Action item: Check every line of the data for the string "Display" and copy the ones that have it.

[Stored data]
----------

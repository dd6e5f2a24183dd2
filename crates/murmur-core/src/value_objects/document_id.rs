//! Document identifier - the store-assigned id carried through the domain
//!
//! The backing store identifies documents with a 12-byte id rendered as a
//! 24-character hex string. The domain layer only ever handles that hex
//! rendering, so infrastructure types never leak out of the db crate.

use serde::{Deserialize, Deserializer, Serialize, Serializer};
use std::fmt;

/// Identifier of a top-level document (user or thought)
#[derive(Debug, Clone, PartialEq, Eq, PartialOrd, Ord, Hash)]
pub struct DocumentId(String);

impl DocumentId {
    /// Length of the hex rendering
    pub const HEX_LEN: usize = 24;

    /// Create a DocumentId from an already-valid hex string.
    ///
    /// The caller must supply a 24-character hex string (as produced by the
    /// store); use [`DocumentId::parse`] for untrusted input.
    #[inline]
    pub fn new(hex: impl Into<String>) -> Self {
        Self(hex.into())
    }

    /// Parse from string representation, validating the format
    pub fn parse(s: &str) -> Result<Self, DocumentIdParseError> {
        if s.len() != Self::HEX_LEN || !s.bytes().all(|b| b.is_ascii_hexdigit()) {
            return Err(DocumentIdParseError::InvalidFormat);
        }
        Ok(Self(s.to_ascii_lowercase()))
    }

    /// Get the hex string
    #[inline]
    pub fn as_str(&self) -> &str {
        &self.0
    }
}

/// Error when parsing a DocumentId from string
#[derive(Debug, Clone, Copy, PartialEq, Eq, thiserror::Error)]
pub enum DocumentIdParseError {
    #[error("invalid document id format")]
    InvalidFormat,
}

impl fmt::Display for DocumentId {
    fn fmt(&self, f: &mut fmt::Formatter<'_>) -> fmt::Result {
        f.write_str(&self.0)
    }
}

impl AsRef<str> for DocumentId {
    fn as_ref(&self) -> &str {
        &self.0
    }
}

impl std::str::FromStr for DocumentId {
    type Err = DocumentIdParseError;

    fn from_str(s: &str) -> Result<Self, Self::Err> {
        DocumentId::parse(s)
    }
}

impl Serialize for DocumentId {
    fn serialize<S>(&self, serializer: S) -> Result<S::Ok, S::Error>
    where
        S: Serializer,
    {
        serializer.serialize_str(&self.0)
    }
}

impl<'de> Deserialize<'de> for DocumentId {
    fn deserialize<D>(deserializer: D) -> Result<Self, D::Error>
    where
        D: Deserializer<'de>,
    {
        let s = String::deserialize(deserializer)?;
        DocumentId::parse(&s).map_err(serde::de::Error::custom)
    }
}
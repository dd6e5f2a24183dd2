//! Application error types
//!
//! Unified error handling for the entire application.

use murmur_core::DomainError;
use serde::Serialize;
use std::fmt;

/// Application-wide error type
#[derive(Debug, thiserror::Error)]
pub enum AppError {
    // Validation errors
    #[error("Validation error: {0}")]
    Validation(String),

    #[error("Invalid input: {0}")]
    InvalidInput(String),

    // Resource errors
    #[error("Resource not found: {0}")]
    NotFound(String),

    // Store errors
    #[error("Store error: {0}")]
    Store(String),

    // Internal errors
    #[error("Internal server error")]
    Internal(#[source] anyhow::Error),

    // Domain errors
    #[error(transparent)]
    Domain(#[from] DomainError),

    // Configuration errors
    #[error("Configuration error: {0}")]
    Config(String),
}

impl AppError {
    /// Get HTTP status code for this error
    #[must_use]
    pub fn status_code(&self) -> u16 {
        match self {
            // 400 Bad Request
            Self::Validation(_) | Self::InvalidInput(_) => 400,

            // 404 Not Found
            Self::NotFound(_) => 404,

            // 500 Internal Server Error
            Self::Store(_) | Self::Internal(_) | Self::Config(_) => 500,

            // Map domain errors to appropriate status codes
            Self::Domain(e) => {
                if e.is_not_found() {
                    404
                } else if e.is_validation() {
                    400
                } else {
                    500
                }
            }
        }
    }

    /// Get error code for API responses
    #[must_use]
    pub fn error_code(&self) -> &'static str {
        match self {
            Self::Validation(_) => "VALIDATION_ERROR",
            Self::InvalidInput(_) => "INVALID_INPUT",
            Self::NotFound(_) => "NOT_FOUND",
            Self::Store(_) => "STORE_ERROR",
            Self::Internal(_) => "INTERNAL_ERROR",
            Self::Config(_) => "CONFIG_ERROR",
            Self::Domain(e) => e.code(),
        }
    }

    /// Check if this is a client error (4xx)
    #[must_use]
    pub fn is_client_error(&self) -> bool {
        let status = self.status_code();
        (400..500).contains(&status)
    }

    /// Check if this is a server error (5xx)
    #[must_use]
    pub fn is_server_error(&self) -> bool {
        let status = self.status_code();
        (500..600).contains(&status)
    }

    /// Create a not found error for a resource type
    #[must_use]
    pub fn not_found(resource: impl fmt::Display) -> Self {
        Self::NotFound(resource.to_string())
    }

    /// Create a validation error
    #[must_use]
    pub fn validation(msg: impl fmt::Display) -> Self {
        Self::Validation(msg.to_string())
    }

    /// Create an internal error from any error
    pub fn internal(err: impl Into<anyhow::Error>) -> Self {
        Self::Internal(err.into())
    }
}

/// Error response structure for API responses
#[derive(Debug, Serialize)]
pub struct ErrorResponse {
    pub code: String,
    pub message: String,
    #[serde(skip_serializing_if = "Option::is_none")]
    pub details: Option<serde_json::Value>,
}

impl From<&AppError> for ErrorResponse {
    fn from(err: &AppError) -> Self {
        Self {
            code: err.error_code().to_string(),
            message: err.to_string(),
            details: None,
        }
    }
}

impl From<AppError> for ErrorResponse {
    fn from(err: AppError) -> Self {
        Self::from(&err)
    }
}

/// Result type alias for application operations
pub type AppResult<T> = Result<T, AppError>;
//! Thought entity - a short post owned by a user

use chrono::{DateTime, Utc};

use crate::entities::Reaction;
use crate::value_objects::DocumentId;
use uuid::Uuid;

/// Maximum length of a thought's text
pub const MAX_TEXT_LEN: usize = 280;

/// Thought entity
///
/// `created_at` is set once at creation and never updated. Reactions are
/// embedded: they live and die with their containing thought.
#[derive(Debug, Clone, PartialEq, Eq)]
pub struct Thought {
    pub id: DocumentId,
    pub text: String,
    pub user_id: DocumentId,
    pub reactions: Vec<Reaction>,
    pub created_at: DateTime<Utc>,
}

impl Thought {
    /// Create a new Thought with no reactions
    pub fn new(id: DocumentId, text: String, user_id: DocumentId) -> Self {
        Self {
            id,
            text,
            user_id,
            reactions: Vec::new(),
            created_at: Utc::now(),
        }
    }

    /// Number of embedded reactions (derived, never stored)
    #[inline]
    pub fn reaction_count(&self) -> usize {
        self.reactions.len()
    }

    /// Look up an embedded reaction by its identifier
    pub fn reaction(&self, reaction_id: Uuid) -> Option<&Reaction> {
        self.reactions.iter().find(|r| r.id == reaction_id)
    }

    /// Check whether a reaction with this identifier is already embedded
    #[inline]
    pub fn has_reaction(&self, reaction_id: Uuid) -> bool {
        self.reaction(reaction_id).is_some()
    }
}
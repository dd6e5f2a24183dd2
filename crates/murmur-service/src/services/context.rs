//! Service context - dependency container for services
//!
//! Holds the repositories as trait objects so services never see the
//! concrete store. This is what makes the layer testable against in-memory
//! repositories.

use std::sync::Arc;

use murmur_core::traits::{ThoughtRepository, UserRepository};

/// Service context containing all dependencies
#[derive(Clone)]
pub struct ServiceContext {
    user_repo: Arc<dyn UserRepository>,
    thought_repo: Arc<dyn ThoughtRepository>,
}

impl ServiceContext {
    /// Create a new service context
    pub fn new(
        user_repo: Arc<dyn UserRepository>,
        thought_repo: Arc<dyn ThoughtRepository>,
    ) -> Self {
        Self {
            user_repo,
            thought_repo,
        }
    }

    /// Get the user repository
    pub fn user_repo(&self) -> &dyn UserRepository {
        self.user_repo.as_ref()
    }

    /// Get the thought repository
    pub fn thought_repo(&self) -> &dyn ThoughtRepository {
        self.thought_repo.as_ref()
    }
}

impl std::fmt::Debug for ServiceContext {
    fn fmt(&self, f: &mut std::fmt::Formatter<'_>) -> std::fmt::Result {
        f.debug_struct("ServiceContext")
            .field("user_repo", &"dyn UserRepository")
            .field("thought_repo", &"dyn ThoughtRepository")
            .finish()
    }
}
//! Configuration structs

mod app_config;

pub use app_config::{
    AppConfig, AppSettings, ConfigError, CorsConfig, Environment, ServerConfig, StoreSettings,
};
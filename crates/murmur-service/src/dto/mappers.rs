//! Entity to DTO mappers
//!
//! Implements `From` conversions from domain entities to response DTOs.

use murmur_core::entities::{Reaction, Thought, User};

use super::responses::{ReactionResponse, ThoughtResponse, UserProfileResponse, UserResponse};

// ============================================================================
// User Mappers
// ============================================================================

impl From<&User> for UserResponse {
    fn from(user: &User) -> Self {
        Self {
            id: user.id.to_string(),
            username: user.username.clone(),
            email: user.email.clone(),
            thoughts: user.thoughts.iter().map(ToString::to_string).collect(),
            friends: user.friends.iter().map(ToString::to_string).collect(),
            friend_count: user.friend_count(),
            created_at: user.created_at,
            updated_at: user.updated_at,
        }
    }
}

impl From<User> for UserResponse {
    fn from(user: User) -> Self {
        Self::from(&user)
    }
}

impl UserProfileResponse {
    /// Assemble a populated profile from the user and its resolved references
    ///
    /// The caller supplies thoughts and friends already restored to stored
    /// order; dangling references have been dropped by then, so the friend
    /// count reflects what is actually resolved.
    pub fn from_parts(user: &User, thoughts: &[Thought], friends: &[User]) -> Self {
        Self {
            id: user.id.to_string(),
            username: user.username.clone(),
            email: user.email.clone(),
            thoughts: thoughts.iter().map(ThoughtResponse::from).collect(),
            friends: friends.iter().map(UserResponse::from).collect(),
            friend_count: friends.len(),
            created_at: user.created_at,
            updated_at: user.updated_at,
        }
    }
}

// ============================================================================
// Thought Mappers
// ============================================================================

impl From<&Thought> for ThoughtResponse {
    fn from(thought: &Thought) -> Self {
        Self {
            id: thought.id.to_string(),
            text: thought.text.clone(),
            user_id: thought.user_id.to_string(),
            reactions: thought.reactions.iter().map(ReactionResponse::from).collect(),
            reaction_count: thought.reaction_count(),
            created_at: thought.created_at,
        }
    }
}

impl From<Thought> for ThoughtResponse {
    fn from(thought: Thought) -> Self {
        Self::from(&thought)
    }
}

impl From<&Reaction> for ReactionResponse {
    fn from(reaction: &Reaction) -> Self {
        Self {
            id: reaction.id,
            body: reaction.body.clone(),
            username: reaction.username.clone(),
            created_at: reaction.created_at,
        }
    }
}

----------

Response area:
impl fmt::Display for DocumentId {
    pub fn not_found(resource: impl fmt::Display) -> Self {
    pub fn validation(msg: impl fmt::Display) -> Self {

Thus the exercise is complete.